Wherever a line in the records below contains "super", copy that line.
━━━ Available data ━━━
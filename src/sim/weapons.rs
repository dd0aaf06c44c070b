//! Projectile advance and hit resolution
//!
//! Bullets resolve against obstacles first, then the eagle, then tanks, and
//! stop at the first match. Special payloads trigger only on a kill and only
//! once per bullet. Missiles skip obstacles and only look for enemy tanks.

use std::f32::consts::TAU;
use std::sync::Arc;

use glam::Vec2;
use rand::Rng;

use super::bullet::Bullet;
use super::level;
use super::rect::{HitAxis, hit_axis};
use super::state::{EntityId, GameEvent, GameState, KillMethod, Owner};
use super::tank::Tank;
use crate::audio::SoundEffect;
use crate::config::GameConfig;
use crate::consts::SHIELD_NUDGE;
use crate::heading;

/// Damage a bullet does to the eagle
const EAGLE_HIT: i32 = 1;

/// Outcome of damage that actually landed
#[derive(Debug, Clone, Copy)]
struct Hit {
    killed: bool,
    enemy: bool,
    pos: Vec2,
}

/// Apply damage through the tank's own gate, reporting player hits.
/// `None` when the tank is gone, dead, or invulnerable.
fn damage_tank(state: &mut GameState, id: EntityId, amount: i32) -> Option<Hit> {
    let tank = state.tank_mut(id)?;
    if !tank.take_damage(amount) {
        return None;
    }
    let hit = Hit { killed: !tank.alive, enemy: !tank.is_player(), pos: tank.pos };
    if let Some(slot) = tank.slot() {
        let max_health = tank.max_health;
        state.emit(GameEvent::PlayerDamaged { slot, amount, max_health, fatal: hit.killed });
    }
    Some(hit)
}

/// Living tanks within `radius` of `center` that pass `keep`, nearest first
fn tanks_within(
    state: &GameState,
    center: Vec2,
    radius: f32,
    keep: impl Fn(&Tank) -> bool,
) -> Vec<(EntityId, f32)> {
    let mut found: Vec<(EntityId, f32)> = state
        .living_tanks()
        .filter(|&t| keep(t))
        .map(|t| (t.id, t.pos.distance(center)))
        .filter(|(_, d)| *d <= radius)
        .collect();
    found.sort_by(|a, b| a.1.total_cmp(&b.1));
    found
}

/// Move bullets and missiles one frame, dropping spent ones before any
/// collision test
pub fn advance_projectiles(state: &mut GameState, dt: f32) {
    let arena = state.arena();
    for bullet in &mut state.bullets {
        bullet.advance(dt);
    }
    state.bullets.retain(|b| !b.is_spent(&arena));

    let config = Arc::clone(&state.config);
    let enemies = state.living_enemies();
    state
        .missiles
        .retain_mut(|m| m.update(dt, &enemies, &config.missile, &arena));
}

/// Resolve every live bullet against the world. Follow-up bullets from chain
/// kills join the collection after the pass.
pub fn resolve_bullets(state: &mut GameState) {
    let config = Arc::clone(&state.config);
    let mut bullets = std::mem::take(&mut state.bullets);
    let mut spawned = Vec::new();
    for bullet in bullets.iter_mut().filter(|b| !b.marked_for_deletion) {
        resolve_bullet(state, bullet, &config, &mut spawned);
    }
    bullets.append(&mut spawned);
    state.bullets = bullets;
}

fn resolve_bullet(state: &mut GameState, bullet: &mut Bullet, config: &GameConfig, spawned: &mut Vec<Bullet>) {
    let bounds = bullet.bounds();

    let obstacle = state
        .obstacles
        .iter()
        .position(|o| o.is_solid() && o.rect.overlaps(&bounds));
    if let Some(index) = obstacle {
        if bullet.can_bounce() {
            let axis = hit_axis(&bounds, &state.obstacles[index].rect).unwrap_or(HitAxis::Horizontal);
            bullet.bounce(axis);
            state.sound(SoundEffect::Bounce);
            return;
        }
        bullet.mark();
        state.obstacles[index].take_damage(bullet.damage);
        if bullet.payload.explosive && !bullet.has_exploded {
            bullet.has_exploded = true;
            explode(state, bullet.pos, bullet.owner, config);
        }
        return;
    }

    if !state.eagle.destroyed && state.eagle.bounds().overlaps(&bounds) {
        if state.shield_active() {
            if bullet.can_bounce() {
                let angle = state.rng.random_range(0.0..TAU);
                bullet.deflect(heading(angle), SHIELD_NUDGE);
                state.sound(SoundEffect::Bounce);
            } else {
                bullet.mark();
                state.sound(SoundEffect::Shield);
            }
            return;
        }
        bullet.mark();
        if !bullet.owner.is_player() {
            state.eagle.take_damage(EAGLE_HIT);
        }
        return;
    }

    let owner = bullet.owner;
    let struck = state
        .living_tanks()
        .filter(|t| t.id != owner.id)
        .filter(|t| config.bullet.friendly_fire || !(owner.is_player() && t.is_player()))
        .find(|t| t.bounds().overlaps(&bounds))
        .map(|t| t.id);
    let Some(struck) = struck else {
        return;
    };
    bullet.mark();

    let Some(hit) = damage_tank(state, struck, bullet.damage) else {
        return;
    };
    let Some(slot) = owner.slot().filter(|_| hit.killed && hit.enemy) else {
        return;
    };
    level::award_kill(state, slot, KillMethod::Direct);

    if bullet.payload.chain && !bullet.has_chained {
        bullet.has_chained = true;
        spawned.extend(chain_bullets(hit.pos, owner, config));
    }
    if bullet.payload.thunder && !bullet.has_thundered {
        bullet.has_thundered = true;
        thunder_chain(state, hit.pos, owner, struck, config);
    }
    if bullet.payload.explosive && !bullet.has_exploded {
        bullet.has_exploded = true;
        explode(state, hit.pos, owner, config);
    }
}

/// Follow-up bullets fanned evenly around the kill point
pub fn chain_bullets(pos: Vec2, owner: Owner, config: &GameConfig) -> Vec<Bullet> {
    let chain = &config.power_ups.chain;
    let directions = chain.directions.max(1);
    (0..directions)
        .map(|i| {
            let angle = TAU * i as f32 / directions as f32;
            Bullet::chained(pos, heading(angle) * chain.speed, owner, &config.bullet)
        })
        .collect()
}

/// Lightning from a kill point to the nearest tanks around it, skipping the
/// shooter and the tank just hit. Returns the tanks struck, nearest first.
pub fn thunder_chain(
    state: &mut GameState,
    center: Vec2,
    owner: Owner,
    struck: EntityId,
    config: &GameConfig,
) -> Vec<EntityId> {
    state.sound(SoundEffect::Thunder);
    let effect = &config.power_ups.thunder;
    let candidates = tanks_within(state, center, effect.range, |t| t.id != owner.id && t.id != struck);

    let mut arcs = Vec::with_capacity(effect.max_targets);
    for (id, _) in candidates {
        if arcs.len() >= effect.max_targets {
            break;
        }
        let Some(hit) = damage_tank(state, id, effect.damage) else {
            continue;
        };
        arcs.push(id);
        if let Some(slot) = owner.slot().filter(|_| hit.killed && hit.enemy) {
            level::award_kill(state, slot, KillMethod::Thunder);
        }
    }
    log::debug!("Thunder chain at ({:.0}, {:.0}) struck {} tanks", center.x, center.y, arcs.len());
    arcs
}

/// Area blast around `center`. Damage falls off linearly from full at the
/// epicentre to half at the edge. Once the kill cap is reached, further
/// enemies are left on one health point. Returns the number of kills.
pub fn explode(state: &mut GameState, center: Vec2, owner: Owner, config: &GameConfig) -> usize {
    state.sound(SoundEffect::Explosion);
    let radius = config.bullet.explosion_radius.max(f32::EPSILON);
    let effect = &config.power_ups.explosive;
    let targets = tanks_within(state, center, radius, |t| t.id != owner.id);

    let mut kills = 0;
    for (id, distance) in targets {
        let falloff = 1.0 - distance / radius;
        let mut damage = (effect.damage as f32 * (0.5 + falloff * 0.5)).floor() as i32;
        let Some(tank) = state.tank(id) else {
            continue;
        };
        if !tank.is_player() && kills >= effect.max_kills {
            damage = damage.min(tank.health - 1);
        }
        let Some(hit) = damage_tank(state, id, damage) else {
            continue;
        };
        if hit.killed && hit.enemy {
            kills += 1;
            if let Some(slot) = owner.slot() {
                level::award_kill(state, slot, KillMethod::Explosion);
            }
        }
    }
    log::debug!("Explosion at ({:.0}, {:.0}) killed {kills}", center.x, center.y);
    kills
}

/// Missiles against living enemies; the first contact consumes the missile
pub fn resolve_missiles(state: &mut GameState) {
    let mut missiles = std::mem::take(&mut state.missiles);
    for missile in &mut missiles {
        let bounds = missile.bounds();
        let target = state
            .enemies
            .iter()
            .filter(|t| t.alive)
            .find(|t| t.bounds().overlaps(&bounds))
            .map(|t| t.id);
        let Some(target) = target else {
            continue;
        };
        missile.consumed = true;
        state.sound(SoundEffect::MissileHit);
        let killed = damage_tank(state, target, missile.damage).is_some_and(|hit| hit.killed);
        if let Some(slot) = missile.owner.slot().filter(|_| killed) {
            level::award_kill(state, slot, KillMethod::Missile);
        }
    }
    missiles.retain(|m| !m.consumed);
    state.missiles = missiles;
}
━━━
> _Answer to this exercise_
use super::bullet::Bullet;
use super::level;
use super::rect::{HitAxis, hit_axis};
use super::state::{EntityId, GameEvent, GameState, KillMethod, Owner};
use super::tank::Tank;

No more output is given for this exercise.